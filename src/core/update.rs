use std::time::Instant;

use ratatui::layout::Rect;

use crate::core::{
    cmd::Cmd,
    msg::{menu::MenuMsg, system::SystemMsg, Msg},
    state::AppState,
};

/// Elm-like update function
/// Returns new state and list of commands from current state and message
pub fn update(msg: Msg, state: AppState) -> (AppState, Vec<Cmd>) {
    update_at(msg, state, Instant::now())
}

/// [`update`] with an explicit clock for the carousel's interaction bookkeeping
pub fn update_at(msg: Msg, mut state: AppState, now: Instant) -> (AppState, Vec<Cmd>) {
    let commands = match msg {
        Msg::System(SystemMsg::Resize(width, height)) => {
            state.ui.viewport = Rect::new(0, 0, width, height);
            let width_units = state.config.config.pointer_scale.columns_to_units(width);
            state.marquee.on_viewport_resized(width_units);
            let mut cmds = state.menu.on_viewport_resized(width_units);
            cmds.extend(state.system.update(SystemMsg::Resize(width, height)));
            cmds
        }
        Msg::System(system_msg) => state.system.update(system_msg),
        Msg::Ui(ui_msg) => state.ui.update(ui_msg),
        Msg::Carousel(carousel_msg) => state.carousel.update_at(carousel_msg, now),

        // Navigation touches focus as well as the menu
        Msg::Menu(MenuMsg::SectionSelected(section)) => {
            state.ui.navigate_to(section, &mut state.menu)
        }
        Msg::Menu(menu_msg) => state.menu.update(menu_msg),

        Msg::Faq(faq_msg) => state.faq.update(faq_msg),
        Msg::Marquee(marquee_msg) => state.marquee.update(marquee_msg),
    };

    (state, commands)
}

##########

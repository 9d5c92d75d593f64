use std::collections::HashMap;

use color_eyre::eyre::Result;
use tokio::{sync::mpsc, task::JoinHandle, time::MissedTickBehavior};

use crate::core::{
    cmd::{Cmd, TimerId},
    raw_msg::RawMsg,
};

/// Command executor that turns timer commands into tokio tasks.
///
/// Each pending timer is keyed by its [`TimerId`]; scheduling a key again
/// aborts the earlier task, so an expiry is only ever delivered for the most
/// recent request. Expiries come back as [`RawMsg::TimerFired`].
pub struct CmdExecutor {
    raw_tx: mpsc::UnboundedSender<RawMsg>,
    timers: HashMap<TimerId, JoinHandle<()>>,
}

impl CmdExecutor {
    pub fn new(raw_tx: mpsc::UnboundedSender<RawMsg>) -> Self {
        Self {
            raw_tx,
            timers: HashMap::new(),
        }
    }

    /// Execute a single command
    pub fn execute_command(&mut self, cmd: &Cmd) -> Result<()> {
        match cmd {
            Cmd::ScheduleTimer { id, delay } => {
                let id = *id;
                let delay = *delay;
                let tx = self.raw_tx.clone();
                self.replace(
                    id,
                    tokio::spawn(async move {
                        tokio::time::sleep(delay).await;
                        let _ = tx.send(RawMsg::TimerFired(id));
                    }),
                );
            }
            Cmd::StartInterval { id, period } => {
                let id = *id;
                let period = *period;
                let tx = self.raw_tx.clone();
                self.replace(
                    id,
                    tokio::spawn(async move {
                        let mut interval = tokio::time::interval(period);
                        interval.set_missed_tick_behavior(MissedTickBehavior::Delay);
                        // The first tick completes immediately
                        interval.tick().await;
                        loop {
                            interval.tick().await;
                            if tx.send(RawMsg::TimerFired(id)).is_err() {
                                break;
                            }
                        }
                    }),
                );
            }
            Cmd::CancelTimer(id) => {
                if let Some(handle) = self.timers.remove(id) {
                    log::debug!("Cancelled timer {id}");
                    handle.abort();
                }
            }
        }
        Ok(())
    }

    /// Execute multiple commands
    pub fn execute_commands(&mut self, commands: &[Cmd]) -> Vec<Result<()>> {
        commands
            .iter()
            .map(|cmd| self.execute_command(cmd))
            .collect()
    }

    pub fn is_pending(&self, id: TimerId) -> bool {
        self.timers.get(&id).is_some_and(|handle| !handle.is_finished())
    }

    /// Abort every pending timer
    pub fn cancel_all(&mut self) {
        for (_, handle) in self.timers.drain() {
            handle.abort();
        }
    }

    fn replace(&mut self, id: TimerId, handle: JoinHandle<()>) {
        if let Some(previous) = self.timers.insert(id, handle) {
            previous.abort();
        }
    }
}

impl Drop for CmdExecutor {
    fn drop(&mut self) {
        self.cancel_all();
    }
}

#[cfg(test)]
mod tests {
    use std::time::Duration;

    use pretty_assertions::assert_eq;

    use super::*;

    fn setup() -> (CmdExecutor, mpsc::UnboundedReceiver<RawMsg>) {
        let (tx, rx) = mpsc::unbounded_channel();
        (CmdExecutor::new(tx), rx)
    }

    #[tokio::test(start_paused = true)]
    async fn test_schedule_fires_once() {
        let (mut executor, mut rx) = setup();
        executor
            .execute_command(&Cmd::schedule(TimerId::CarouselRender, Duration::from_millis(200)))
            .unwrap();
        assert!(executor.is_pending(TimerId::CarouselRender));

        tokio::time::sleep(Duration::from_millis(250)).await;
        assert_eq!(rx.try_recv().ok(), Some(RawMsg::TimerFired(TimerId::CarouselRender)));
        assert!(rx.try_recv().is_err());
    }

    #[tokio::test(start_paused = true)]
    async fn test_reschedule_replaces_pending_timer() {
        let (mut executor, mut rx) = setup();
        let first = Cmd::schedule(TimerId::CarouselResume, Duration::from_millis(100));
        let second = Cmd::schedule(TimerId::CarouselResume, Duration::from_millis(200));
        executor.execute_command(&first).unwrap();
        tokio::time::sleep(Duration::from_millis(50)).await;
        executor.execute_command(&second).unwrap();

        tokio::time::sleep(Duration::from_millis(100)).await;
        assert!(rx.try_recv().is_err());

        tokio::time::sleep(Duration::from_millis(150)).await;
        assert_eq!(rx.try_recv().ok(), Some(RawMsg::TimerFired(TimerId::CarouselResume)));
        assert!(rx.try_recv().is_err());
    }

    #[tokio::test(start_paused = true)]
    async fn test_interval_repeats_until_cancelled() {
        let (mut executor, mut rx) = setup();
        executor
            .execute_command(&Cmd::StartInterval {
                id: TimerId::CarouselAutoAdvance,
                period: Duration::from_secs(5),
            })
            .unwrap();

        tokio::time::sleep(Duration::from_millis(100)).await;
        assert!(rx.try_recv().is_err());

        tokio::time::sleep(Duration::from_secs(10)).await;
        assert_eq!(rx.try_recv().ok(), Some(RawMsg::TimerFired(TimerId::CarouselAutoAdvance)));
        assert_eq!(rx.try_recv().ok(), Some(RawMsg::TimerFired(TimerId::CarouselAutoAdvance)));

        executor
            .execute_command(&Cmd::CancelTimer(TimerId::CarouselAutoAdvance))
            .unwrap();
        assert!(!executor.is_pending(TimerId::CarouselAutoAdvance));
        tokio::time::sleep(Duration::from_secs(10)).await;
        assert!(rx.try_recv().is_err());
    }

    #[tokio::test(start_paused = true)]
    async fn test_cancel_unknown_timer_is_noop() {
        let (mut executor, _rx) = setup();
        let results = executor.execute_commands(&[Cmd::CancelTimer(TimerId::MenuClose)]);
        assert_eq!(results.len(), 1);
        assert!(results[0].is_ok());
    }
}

##########

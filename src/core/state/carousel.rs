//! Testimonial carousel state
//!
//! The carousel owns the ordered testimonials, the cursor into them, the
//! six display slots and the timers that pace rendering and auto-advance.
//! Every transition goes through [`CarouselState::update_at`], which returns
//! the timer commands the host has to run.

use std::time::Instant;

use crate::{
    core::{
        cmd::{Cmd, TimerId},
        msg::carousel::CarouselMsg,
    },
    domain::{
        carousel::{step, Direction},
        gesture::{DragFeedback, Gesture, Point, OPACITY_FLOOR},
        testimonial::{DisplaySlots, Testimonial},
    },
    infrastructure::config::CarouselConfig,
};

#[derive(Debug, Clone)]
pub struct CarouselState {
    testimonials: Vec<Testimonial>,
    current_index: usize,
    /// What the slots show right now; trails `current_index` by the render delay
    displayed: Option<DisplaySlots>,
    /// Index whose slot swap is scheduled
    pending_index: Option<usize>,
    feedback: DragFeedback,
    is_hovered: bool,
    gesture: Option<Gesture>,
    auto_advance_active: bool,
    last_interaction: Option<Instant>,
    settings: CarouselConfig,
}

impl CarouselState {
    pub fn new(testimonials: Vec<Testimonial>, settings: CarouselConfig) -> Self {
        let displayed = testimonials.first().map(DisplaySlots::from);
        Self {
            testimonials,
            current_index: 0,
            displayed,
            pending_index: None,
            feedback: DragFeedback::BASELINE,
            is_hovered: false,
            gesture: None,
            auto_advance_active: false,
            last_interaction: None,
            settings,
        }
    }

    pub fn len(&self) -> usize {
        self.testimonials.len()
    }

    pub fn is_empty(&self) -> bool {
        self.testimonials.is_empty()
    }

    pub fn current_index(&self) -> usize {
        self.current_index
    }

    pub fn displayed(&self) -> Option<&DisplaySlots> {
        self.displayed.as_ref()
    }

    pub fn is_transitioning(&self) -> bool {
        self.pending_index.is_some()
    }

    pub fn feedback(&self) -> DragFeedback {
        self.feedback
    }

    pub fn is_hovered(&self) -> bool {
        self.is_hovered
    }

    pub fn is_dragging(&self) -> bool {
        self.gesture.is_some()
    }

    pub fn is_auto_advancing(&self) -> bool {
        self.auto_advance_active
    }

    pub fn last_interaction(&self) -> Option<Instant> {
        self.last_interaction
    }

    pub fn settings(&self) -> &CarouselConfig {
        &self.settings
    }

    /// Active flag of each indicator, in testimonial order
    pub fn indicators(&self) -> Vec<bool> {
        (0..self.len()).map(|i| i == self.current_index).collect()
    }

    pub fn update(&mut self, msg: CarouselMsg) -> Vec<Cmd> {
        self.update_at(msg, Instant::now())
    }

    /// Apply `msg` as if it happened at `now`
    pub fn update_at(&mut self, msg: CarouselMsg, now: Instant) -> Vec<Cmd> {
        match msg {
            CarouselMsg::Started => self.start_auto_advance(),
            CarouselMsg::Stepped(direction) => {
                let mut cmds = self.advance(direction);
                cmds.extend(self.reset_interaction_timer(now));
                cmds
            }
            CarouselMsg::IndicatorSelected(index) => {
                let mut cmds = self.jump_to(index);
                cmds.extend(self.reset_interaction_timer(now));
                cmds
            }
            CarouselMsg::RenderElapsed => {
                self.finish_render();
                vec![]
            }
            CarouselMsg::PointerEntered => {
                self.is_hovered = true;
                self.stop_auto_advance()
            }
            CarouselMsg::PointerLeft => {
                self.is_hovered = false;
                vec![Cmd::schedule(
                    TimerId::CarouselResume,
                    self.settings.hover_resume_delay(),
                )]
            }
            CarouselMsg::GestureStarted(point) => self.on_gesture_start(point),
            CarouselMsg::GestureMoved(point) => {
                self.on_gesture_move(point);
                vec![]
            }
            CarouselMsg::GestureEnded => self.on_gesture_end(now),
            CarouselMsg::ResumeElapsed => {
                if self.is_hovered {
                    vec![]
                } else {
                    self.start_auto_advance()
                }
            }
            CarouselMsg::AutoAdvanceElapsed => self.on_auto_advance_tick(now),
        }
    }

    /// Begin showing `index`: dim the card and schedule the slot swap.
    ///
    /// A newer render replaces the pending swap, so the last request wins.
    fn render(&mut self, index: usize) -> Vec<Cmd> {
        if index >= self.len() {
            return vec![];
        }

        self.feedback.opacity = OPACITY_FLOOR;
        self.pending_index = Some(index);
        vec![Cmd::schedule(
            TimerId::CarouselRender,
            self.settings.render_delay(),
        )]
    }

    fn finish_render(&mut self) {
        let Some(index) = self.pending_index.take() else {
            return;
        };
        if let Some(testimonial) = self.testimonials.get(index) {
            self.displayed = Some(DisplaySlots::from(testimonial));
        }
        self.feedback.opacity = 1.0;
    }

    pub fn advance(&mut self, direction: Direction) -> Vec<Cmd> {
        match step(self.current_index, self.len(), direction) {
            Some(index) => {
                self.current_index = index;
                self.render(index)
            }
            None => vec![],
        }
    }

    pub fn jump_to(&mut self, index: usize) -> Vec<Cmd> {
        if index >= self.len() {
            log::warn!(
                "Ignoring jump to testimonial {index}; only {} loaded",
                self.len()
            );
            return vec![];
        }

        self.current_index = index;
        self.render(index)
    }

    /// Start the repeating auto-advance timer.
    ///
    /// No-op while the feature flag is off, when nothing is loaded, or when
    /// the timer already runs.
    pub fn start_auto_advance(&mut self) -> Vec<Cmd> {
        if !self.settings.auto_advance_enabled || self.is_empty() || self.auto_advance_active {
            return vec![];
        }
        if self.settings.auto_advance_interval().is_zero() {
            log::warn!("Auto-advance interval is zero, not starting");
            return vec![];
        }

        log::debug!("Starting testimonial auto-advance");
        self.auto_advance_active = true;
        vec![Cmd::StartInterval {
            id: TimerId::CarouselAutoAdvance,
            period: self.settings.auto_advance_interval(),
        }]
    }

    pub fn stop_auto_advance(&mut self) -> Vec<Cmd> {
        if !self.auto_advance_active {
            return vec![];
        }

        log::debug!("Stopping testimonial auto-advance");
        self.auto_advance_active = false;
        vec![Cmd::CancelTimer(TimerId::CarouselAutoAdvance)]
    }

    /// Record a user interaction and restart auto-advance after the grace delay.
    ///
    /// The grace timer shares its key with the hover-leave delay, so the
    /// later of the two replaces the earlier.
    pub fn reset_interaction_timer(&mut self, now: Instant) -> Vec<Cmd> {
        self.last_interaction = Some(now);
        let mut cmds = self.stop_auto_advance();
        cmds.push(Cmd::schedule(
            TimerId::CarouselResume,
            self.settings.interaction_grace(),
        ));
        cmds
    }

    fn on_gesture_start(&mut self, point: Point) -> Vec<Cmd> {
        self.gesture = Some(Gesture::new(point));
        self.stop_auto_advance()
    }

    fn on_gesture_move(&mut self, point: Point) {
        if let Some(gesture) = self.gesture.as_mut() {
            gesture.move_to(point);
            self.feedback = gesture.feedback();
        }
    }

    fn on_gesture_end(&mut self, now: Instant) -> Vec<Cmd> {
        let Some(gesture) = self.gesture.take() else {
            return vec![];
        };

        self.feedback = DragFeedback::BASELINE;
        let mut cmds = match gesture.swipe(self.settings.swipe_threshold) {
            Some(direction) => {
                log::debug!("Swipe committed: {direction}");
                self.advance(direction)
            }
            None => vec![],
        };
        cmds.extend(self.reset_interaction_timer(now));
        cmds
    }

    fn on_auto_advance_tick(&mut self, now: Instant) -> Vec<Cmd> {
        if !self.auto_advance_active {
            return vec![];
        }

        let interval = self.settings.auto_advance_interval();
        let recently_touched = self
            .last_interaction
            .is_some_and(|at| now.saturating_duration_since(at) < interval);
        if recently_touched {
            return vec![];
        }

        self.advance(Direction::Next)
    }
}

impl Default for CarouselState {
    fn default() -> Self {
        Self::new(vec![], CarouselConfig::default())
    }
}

##########

◆ INSTRUCTIONS FOR THE TASK ◆
Above are some lines. Repeat exactly, and only, those from the line that has "filename src/core/update.rs" through the line that has "let commands = match".

◆ ANSWER ◆
filename src/core/update.rs
use std::time::Instant;

use ratatui::layout::Rect;

use crate::core::{
    cmd::Cmd,
    msg::{menu::MenuMsg, system::SystemMsg, Msg},
    state::AppState,
};

/// Elm-like update function
/// Returns new state and list of commands from current state and message
pub fn update(msg: Msg, state: AppState) -> (AppState, Vec<Cmd>) {
    update_at(msg, state, Instant::now())
}

/// [`update`] with an explicit clock for the carousel's interaction bookkeeping
pub fn update_at(msg: Msg, mut state: AppState, now: Instant) -> (AppState, Vec<Cmd>) {
    let commands = match msg {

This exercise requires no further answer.